:: DATA

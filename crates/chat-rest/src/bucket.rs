//! Per-route rate-limit bucket

use crate::headers::{RateLimitHeaders, MAX_RATE_LIMIT_WAIT};
use serde::Serialize;
use std::time::Duration;
use tokio::time::Instant;

/// Throttling state of one bucket key
///
/// `remaining` only goes down when a call is dispatched and is only raised again
/// by response headers.
#[derive(Debug, Clone)]
pub struct RateBucket {
    key: String,
    limit: Option<u32>,
    remaining: Option<u32>,
    reset_at: Option<Instant>,
    reset_after: Option<Duration>,
    hash: Option<String>,
    global: bool,
    retry_after: Option<Duration>,
}

impl RateBucket {
    pub fn new(key: impl Into<String>) -> Self {
        Self {
            key: key.into(),
            limit: None,
            remaining: None,
            reset_at: None,
            reset_after: None,
            hash: None,
            global: false,
            retry_after: None,
        }
    }

    pub fn key(&self) -> &str {
        &self.key
    }

    pub fn remaining(&self) -> Option<u32> {
        self.remaining
    }

    pub fn reset_at(&self) -> Option<Instant> {
        self.reset_at
    }

    /// How long a call must wait before it may be dispatched
    #[must_use]
    pub fn wait_time(&self, now: Instant) -> Option<Duration> {
        match (self.remaining, self.reset_at) {
            (Some(0), Some(reset_at)) if reset_at > now => Some(reset_at - now),
            _ => None,
        }
    }

    /// Account for a call handed to the executor
    pub fn on_dispatch(&mut self) {
        if let Some(remaining) = self.remaining.as_mut() {
            *remaining = remaining.saturating_sub(1);
        }
    }

    /// Apply the headers of a response
    pub fn update(&mut self, headers: &RateLimitHeaders, now: Instant) {
        if let Some(limit) = headers.limit {
            self.limit = Some(limit);
        }
        if let Some(remaining) = headers.remaining {
            self.remaining = Some(remaining);
        }
        if let Some(reset_after) = headers.reset_after {
            self.reset_after = Some(reset_after);
            self.reset_at = Some(instant_after(now, reset_after));
        } else if let Some(reset) = headers.reset {
            let until = epoch_delta(reset);
            self.reset_after = Some(until);
            self.reset_at = Some(instant_after(now, until));
        }
        if let Some(hash) = &headers.bucket {
            self.hash = Some(hash.clone());
        }
        self.global = headers.global;
    }

    /// Block the bucket for `retry_after` after a 429
    pub fn throttle(&mut self, retry_after: Duration, now: Instant) {
        self.remaining = Some(0);
        self.reset_after = Some(retry_after);
        self.reset_at = Some(instant_after(now, retry_after));
        self.retry_after = Some(retry_after);
    }

    /// Whether the reset time has passed (or was never known)
    #[must_use]
    pub fn is_expired(&self, now: Instant) -> bool {
        self.reset_at.map_or(true, |reset_at| reset_at <= now)
    }

    /// Diagnostic copy of the bucket
    #[must_use]
    pub fn snapshot(&self, now: Instant) -> BucketSnapshot {
        BucketSnapshot {
            key: self.key.clone(),
            limit: self.limit,
            remaining: self.remaining,
            resets_in: self.reset_at.map(|reset_at| reset_at.saturating_duration_since(now)),
            hash: self.hash.clone(),
            global: self.global,
            retry_after: self.retry_after,
        }
    }
}

/// `now + wait`, held at the wait ceiling when the sum does not fit
pub(crate) fn instant_after(now: Instant, wait: Duration) -> Instant {
    now.checked_add(wait)
        .or_else(|| now.checked_add(MAX_RATE_LIMIT_WAIT))
        .unwrap_or(now)
}

/// Time from now until an absolute epoch-seconds timestamp, zero if already past
fn epoch_delta(reset: f64) -> Duration {
    let now_ms = chrono::Utc::now().timestamp_millis() as f64;
    let delta_ms = reset.mul_add(1000.0, -now_ms);
    if delta_ms > 0.0 {
        Duration::from_millis(delta_ms as u64).min(MAX_RATE_LIMIT_WAIT)
    } else {
        Duration::ZERO
    }
}

/// Read-only view of a bucket, attached to rate-limit errors
#[derive(Debug, Clone, PartialEq, Serialize)]
pub struct BucketSnapshot {
    pub key: String,
    pub limit: Option<u32>,
    pub remaining: Option<u32>,
    pub resets_in: Option<Duration>,
    pub hash: Option<String>,
    pub global: bool,
    pub retry_after: Option<Duration>,
}

impl BucketSnapshot {
    /// Snapshot of a bucket with no known state
    pub fn empty(key: impl Into<String>) -> Self {
        RateBucket::new(key).snapshot(Instant::now())
    }
}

::::

→ **EXERCISE OBJECTIVE**
Give the data again, unchanged in every line.

→ **ANSWER SECTION**
filename crates/chat-rest/src/bucket.rs
//! Per-route rate-limit bucket

use crate::headers::{RateLimitHeaders, MAX_RATE_LIMIT_WAIT};
use serde::Serialize;
use std::time::Duration;
use tokio::time::Instant;

/// Throttling state of one bucket key
///
/// `remaining` only goes down when a call is dispatched and is only raised again
/// by response headers.
#[derive(Debug, Clone)]
pub struct RateBucket {
    key: String,
    limit: Option<u32>,
    remaining: Option<u32>,
    reset_at: Option<Instant>,
    reset_after: Option<Duration>,
    hash: Option<String>,
    global: bool,
    retry_after: Option<Duration>,
}

impl RateBucket {
    pub fn new(key: impl Into<String>) -> Self {
        Self {
            key: key.into(),
            limit: None,
            remaining: None,
            reset_at: None,
            reset_after: None,
            hash: None,
            global: false,
            retry_after: None,
        }
    }

    pub fn key(&self) -> &str {
        &self.key
    }

    pub fn remaining(&self) -> Option<u32> {
        self.remaining
    }

    pub fn reset_at(&self) -> Option<Instant> {
        self.reset_at
    }

    /// How long a call must wait before it may be dispatched
    #[must_use]
    pub fn wait_time(&self, now: Instant) -> Option<Duration> {
        match (self.remaining, self.reset_at) {
            (Some(0), Some(reset_at)) if reset_at > now => Some(reset_at - now),
            _ => None,
        }
    }

    /// Account for a call handed to the executor
    pub fn on_dispatch(&mut self) {
        if let Some(remaining) = self.remaining.as_mut() {
            *remaining = remaining.saturating_sub(1);
        }
    }

    /// Apply the headers of a response
    pub fn update(&mut self, headers: &RateLimitHeaders, now: Instant) {
        if let Some(limit) = headers.limit {
            self.limit = Some(limit);
        }
        if let Some(remaining) = headers.remaining {
            self.remaining = Some(remaining);
        }
        if let Some(reset_after) = headers.reset_after {
            self.reset_after = Some(reset_after);
            self.reset_at = Some(instant_after(now, reset_after));
        } else if let Some(reset) = headers.reset {
            let until = epoch_delta(reset);
            self.reset_after = Some(until);
            self.reset_at = Some(instant_after(now, until));
        }
        if let Some(hash) = &headers.bucket {
            self.hash = Some(hash.clone());
        }
        self.global = headers.global;
    }

    /// Block the bucket for `retry_after` after a 429
    pub fn throttle(&mut self, retry_after: Duration, now: Instant) {
        self.remaining = Some(0);
        self.reset_after = Some(retry_after);
        self.reset_at = Some(instant_after(now, retry_after));
        self.retry_after = Some(retry_after);
    }

    /// Whether the reset time has passed (or was never known)
    #[must_use]
    pub fn is_expired(&self, now: Instant) -> bool {
        self.reset_at.map_or(true, |reset_at| reset_at <= now)
    }

    /// Diagnostic copy of the bucket
    #[must_use]
    pub fn snapshot(&self, now: Instant) -> BucketSnapshot {
        BucketSnapshot {
            key: self.key.clone(),
            limit: self.limit,
            remaining: self.remaining,
            resets_in: self.reset_at.map(|reset_at| reset_at.saturating_duration_since(now)),
            hash: self.hash.clone(),
            global: self.global,
            retry_after: self.retry_after,
        }
    }
}

/// `now + wait`, held at the wait ceiling when the sum does not fit
pub(crate) fn instant_after(now: Instant, wait: Duration) -> Instant {
    now.checked_add(wait)
        .or_else(|| now.checked_add(MAX_RATE_LIMIT_WAIT))
        .unwrap_or(now)
}

/// Time from now until an absolute epoch-seconds timestamp, zero if already past
fn epoch_delta(reset: f64) -> Duration {
    let now_ms = chrono::Utc::now().timestamp_millis() as f64;
    let delta_ms = reset.mul_add(1000.0, -now_ms);
    if delta_ms > 0.0 {
        Duration::from_millis(delta_ms as u64).min(MAX_RATE_LIMIT_WAIT)
    } else {
        Duration::ZERO
    }
}

/// Read-only view of a bucket, attached to rate-limit errors
#[derive(Debug, Clone, PartialEq, Serialize)]
pub struct BucketSnapshot {
    pub key: String,
    pub limit: Option<u32>,
    pub remaining: Option<u32>,
    pub resets_in: Option<Duration>,
    pub hash: Option<String>,
    pub global: bool,
    pub retry_after: Option<Duration>,
}

impl BucketSnapshot {
    /// Snapshot of a bucket with no known state
    pub fn empty(key: impl Into<String>) -> Self {
        RateBucket::new(key).snapshot(Instant::now())
    }
}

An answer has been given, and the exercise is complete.